PLoS ONE (Jan 2015)
Aquareovirus NS80 Initiates Efficient Viral Replication by Retaining Core Proteins within Replication-Associated Viral Inclusion Bodies.
Abstract
Viral inclusion bodies (VIBs) are specific intracellular compartments for reoviruses replication and assembly. Aquareovirus nonstructural protein NS80 has been identified to be the major constituent for forming globular VIBs in our previous study. In this study, we investigated the role of NS80 in viral structural proteins expression and viral replication.
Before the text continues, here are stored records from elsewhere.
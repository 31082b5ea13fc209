//! Static per-channel limits used to validate and adapt messages.

use crate::{Channel, ContentKind};

/// Unit a length limit is measured in.
#[derive(Debug, Clone, Copy, PartialEq, Eq)]
pub enum LengthUnit {
    /// UTF-8 bytes.
    Bytes,
    /// Unicode scalar values.
    Chars,
    /// UTF-16 code units; astral-plane characters such as emoji count twice.
    Utf16,
}

impl LengthUnit {
    /// Length of `s` in this unit.
    pub fn measure(self, s: &str) -> usize {
        match self {
            LengthUnit::Bytes => s.len(),
            LengthUnit::Chars => s.chars().count(),
            LengthUnit::Utf16 => s.encode_utf16().count(),
        }
    }

    /// Plural name used in error messages.
    pub fn name(self) -> &'static str {
        match self {
            LengthUnit::Bytes => "bytes",
            LengthUnit::Chars => "characters",
            LengthUnit::Utf16 => "UTF-16 code units",
        }
    }
}

/// What a channel can carry as message content.
#[derive(Debug, Clone, Copy, PartialEq, Eq)]
pub struct ContentCapabilities {
    /// Longest text body; `None` means unlimited.
    pub max_text_length: Option<usize>,
    /// Longest image caption; `None` means unlimited.
    pub max_caption_length: Option<usize>,
    /// Unit both text and caption limits are measured in.
    pub text_unit: LengthUnit,
    /// Whether image content can be sent at all.
    pub supports_images: bool,
    /// Whether the caption travels inline with the image.
    pub supports_image_caption: bool,
    /// In bytes.
    pub max_image_size: Option<u64>,
}

impl ContentCapabilities {
    /// Whether the channel can deliver content of `kind`.
    pub fn supports(&self, kind: ContentKind) -> bool {
        match kind {
            ContentKind::Text => true,
            ContentKind::Image => self.supports_images,
            ContentKind::Video | ContentKind::Audio | ContentKind::File => false,
        }
    }
}

/// Button limits of a channel.
#[derive(Debug, Clone, Copy, PartialEq, Eq)]
pub struct ButtonCapabilities {
    /// Hard platform limit; renderers may apply a lower UX limit.
    pub max_buttons_per_row: usize,
    /// Longest button id, in `button_id_unit`.
    pub max_button_id_length: usize,
    /// Unit `max_button_id_length` is measured in.
    pub button_id_unit: LengthUnit,
    /// Longest label, in characters.
    pub max_label_length: usize,
    /// Whether [`ButtonStyle`](crate::ButtonStyle) values are honoured.
    pub supports_styles: bool,
    /// Whether link buttons can be rendered.
    pub supports_urls: bool,
}

/// Everything a renderer needs to know about a channel.
#[derive(Debug, Clone, Copy, PartialEq, Eq)]
pub struct ChannelCapabilities {
    /// Content limits.
    pub content: ContentCapabilities,
    /// Button limits.
    pub button: ButtonCapabilities,
}

/// Telegram Bot API limits.
pub const TELEGRAM_CAPABILITIES: ChannelCapabilities = ChannelCapabilities {
    content: ContentCapabilities {
        max_text_length: Some(4096),
        max_caption_length: Some(1024),
        // Bot API counts message and caption length in UTF-16 code units
        text_unit: LengthUnit::Utf16,
        supports_images: true,
        supports_image_caption: true,
        max_image_size: Some(10 * 1024 * 1024),
    },
    button: ButtonCapabilities {
        max_buttons_per_row: 8,
        // callback_data is limited in bytes, not characters
        max_button_id_length: 64,
        button_id_unit: LengthUnit::Bytes,
        max_label_length: 64,
        supports_styles: false,
        // URL buttons are a separate keyboard type, not produced by the renderer
        supports_urls: false,
    },
};

/// Discord REST API limits.
pub const DISCORD_CAPABILITIES: ChannelCapabilities = ChannelCapabilities {
    content: ContentCapabilities {
        max_text_length: Some(2000),
        max_caption_length: Some(4096),
        text_unit: LengthUnit::Chars,
        supports_images: true,
        supports_image_caption: false,
        max_image_size: Some(25 * 1024 * 1024),
    },
    button: ButtonCapabilities {
        max_buttons_per_row: 5,
        max_button_id_length: 100,
        button_id_unit: LengthUnit::Chars,
        max_label_length: 80,
        supports_styles: true,
        supports_urls: true,
    },
};

/// Capability table of `channel`.
pub fn capabilities(channel: Channel) -> &'static ChannelCapabilities {
    match channel {
        Channel::Telegram => &TELEGRAM_CAPABILITIES,
        Channel::Discord => &DISCORD_CAPABILITIES,
    }
}
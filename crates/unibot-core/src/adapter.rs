//! The contract every channel integration implements.

use async_trait::async_trait;
use futures_util::future::BoxFuture;
use parking_lot::RwLock;
use serde::{Deserialize, Serialize};
use std::sync::Arc;

use crate::{Channel, IncomingEvent, Message, UnibotResult};

/// Where a reply should go.
#[derive(Debug, Clone, PartialEq, Eq, Serialize, Deserialize)]
pub struct Destination {
    /// Channel to send on.
    pub channel: Channel,
    /// Recipient user; used when there is no chat id.
    pub external_user_id: String,
    /// Chat or channel to post in.
    #[serde(default, skip_serializing_if = "Option::is_none")]
    pub external_chat_id: Option<String>,
}

impl Destination {
    /// The chat to post into, falling back to the user for direct messages.
    pub fn target_id(&self) -> &str {
        self.external_chat_id
            .as_deref()
            .unwrap_or(&self.external_user_id)
    }
}

/// Function an adapter calls for every normalized inbound event.
pub type CoreEventHandler =
    Arc<dyn Fn(IncomingEvent) -> BoxFuture<'static, UnibotResult<()>> + Send + Sync>;

/// A channel integration.
///
/// Transport details (webhooks, sockets, HTTP calls, retries) are entirely
/// the adapter's business.
#[async_trait]
pub trait Adapter: Send + Sync {
    /// Channel this adapter serves.
    fn name(&self) -> Channel;

    /// Registers the core dispatch function. Only one handler is active;
    /// attaching again replaces the previous one.
    fn attach_core(&self, handler: CoreEventHandler);

    /// Starts background ingestion for channels that keep a connection open.
    async fn start(&self) -> UnibotResult<()> {
        Ok(())
    }

    /// Renders and delivers `message`.
    async fn send(&self, message: &Message, destination: &Destination) -> UnibotResult<()>;
}

/// Single-slot, last-writer-wins holder for an adapter's [`CoreEventHandler`].
#[derive(Default)]
pub struct HandlerSlot {
    inner: RwLock<Option<CoreEventHandler>>,
}

impl HandlerSlot {
    /// An empty slot.
    pub fn new() -> Self {
        Self::default()
    }

    /// Replaces the current handler.
    pub fn set(&self, handler: CoreEventHandler) {
        *self.inner.write() = Some(handler);
    }

    /// The current handler, if any.
    pub fn get(&self) -> Option<CoreEventHandler> {
        self.inner.read().clone()
    }

    /// Whether a handler has been attached.
    pub fn is_attached(&self) -> bool {
        self.inner.read().is_some()
    }
}

impl std::fmt::Debug for HandlerSlot {
    fn fmt(&self, f: &mut std::fmt::Formatter<'_>) -> std::fmt::Result {
        f.debug_struct("HandlerSlot")
            .field("attached", &self.is_attached())
            .finish()
    }
}
use std::sync::Arc;

use crate::{Adapter, Channel, Destination, EventType, IncomingEvent, Message, UnibotResult};

/// Per-event facade handed to handlers.
///
/// Gives read access to the event and a [`reply`](Context::reply) bound to
/// the user and chat that produced it. Cloning is cheap; every handler of an
/// event receives a clone of the same context.
#[derive(Clone)]
pub struct Context {
    event: Arc<IncomingEvent>,
    adapter: Arc<dyn Adapter>,
}

impl Context {
    /// Wraps `event`; replies go out through `adapter`.
    pub fn new(event: IncomingEvent, adapter: Arc<dyn Adapter>) -> Self {
        Self {
            event: Arc::new(event),
            adapter,
        }
    }

    /// Channel the event came from.
    pub fn channel(&self) -> Channel {
        self.event.channel
    }

    /// Kind of event.
    pub fn event_type(&self) -> EventType {
        self.event.event_type
    }

    /// Platform id of the user who triggered the event.
    pub fn user_id(&self) -> &str {
        &self.event.external_user_id
    }

    /// Platform chat or channel id, when there is one.
    pub fn chat_id(&self) -> Option<&str> {
        self.event.external_chat_id.as_deref()
    }

    /// Message text, or the button id for clicks.
    pub fn text(&self) -> Option<&str> {
        self.event.text.as_deref()
    }

    /// Id of the message the event refers to.
    pub fn message_id(&self) -> Option<&str> {
        self.event.message_id.as_deref()
    }

    /// Reaction emoji.
    pub fn reaction(&self) -> Option<&str> {
        self.event.reaction.as_deref()
    }

    /// User who joined, for join events.
    pub fn joined_user_id(&self) -> Option<&str> {
        self.event.joined_user_id.as_deref()
    }

    /// Original platform payload.
    pub fn raw(&self) -> &serde_json::Value {
        &self.event.raw
    }

    /// The whole normalized event.
    pub fn event(&self) -> &IncomingEvent {
        &self.event
    }

    /// Address replies from this context go to.
    pub fn destination(&self) -> Destination {
        Destination {
            channel: self.event.channel,
            external_user_id: self.event.external_user_id.clone(),
            external_chat_id: self.event.external_chat_id.clone(),
        }
    }

    /// Sends `message` back to the originating user/chat.
    pub async fn reply(&self, message: impl Into<Message>) -> UnibotResult<()> {
        let message = message.into();
        self.adapter.send(&message, &self.destination()).await
    }
}

impl std::fmt::Debug for Context {
    fn fmt(&self, f: &mut std::fmt::Formatter<'_>) -> std::fmt::Result {
        f.debug_struct("Context")
            .field("event", &self.event)
            .field("adapter", &self.adapter.name())
            .finish()
    }
}

#[cfg(test)]
#[allow(clippy::unwrap_used, clippy::expect_used)]
mod tests {
    use super::*;
    use crate::CoreEventHandler;
    use async_trait::async_trait;
    use parking_lot::Mutex;

    #[derive(Default)]
    struct RecordingAdapter {
        sent: Mutex<Vec<(Message, Destination)>>,
    }

    #[async_trait]
    impl Adapter for RecordingAdapter {
        fn name(&self) -> Channel {
            Channel::Telegram
        }

        fn attach_core(&self, _handler: CoreEventHandler) {}

        async fn send(&self, message: &Message, destination: &Destination) -> UnibotResult<()> {
            self.sent.lock().push((message.clone(), destination.clone()));
            Ok(())
        }
    }

    fn event() -> IncomingEvent {
        IncomingEvent::new(
            Channel::Telegram,
            EventType::Message,
            "123",
            serde_json::json!({"update_id": 1}),
        )
        .with_chat_id("456")
        .with_text(Some("hello".into()))
    }

    #[test]
    fn test_accessors() {
        let ctx = Context::new(event(), Arc::new(RecordingAdapter::default()));
        assert_eq!(ctx.channel(), Channel::Telegram);
        assert_eq!(ctx.user_id(), "123");
        assert_eq!(ctx.chat_id(), Some("456"));
        assert_eq!(ctx.text(), Some("hello"));
        assert_eq!(ctx.raw()["update_id"], 1);
        assert!(ctx.reaction().is_none());
    }

    #[tokio::test]
    async fn test_reply_is_addressed_to_origin() {
        let adapter = Arc::new(RecordingAdapter::default());
        let ctx = Context::new(event(), adapter.clone());

        ctx.reply(Message::text("hi back")).await.unwrap();

        let sent = adapter.sent.lock();
        assert_eq!(sent.len(), 1);
        let (message, dest) = &sent[0];
        assert_eq!(message, &Message::text("hi back"));
        assert_eq!(dest.channel, Channel::Telegram);
        assert_eq!(dest.external_user_id, "123");
        assert_eq!(dest.external_chat_id.as_deref(), Some("456"));
    }
}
Immunofluorescence assays showed that NS80 could retain five core proteins or inner-capsid proteins (VP1-VP4 and VP6), but not outer-capsid proteins (VP5 and VP7), within VIBs in co-transfected or infected cells. Further co-immunoprecipitation analysis confirmed that NS80 could interact with each core protein respectively. In addition, we found that newly synthesized viral RNAs co-localized with VIBs. Furthermore, time-course analysis of viral structural proteins expression showed that the expression of NS80 was detected first, followed by the detection of inner shell protein VP3, and then of other inner-capsid proteins, suggesting that VIBs were essential for the formation of viral core frame or progeny virion. Moreover, knockdown of NS80 by shRNA not only inhibited the expression of aquareovirus structural proteins, but also inhibited viral infection. These results indicated that NS80-based VIBs were formed at earlier stage of infection, and NS80 was able to coordinate the expression of viral structural proteins and viral replication.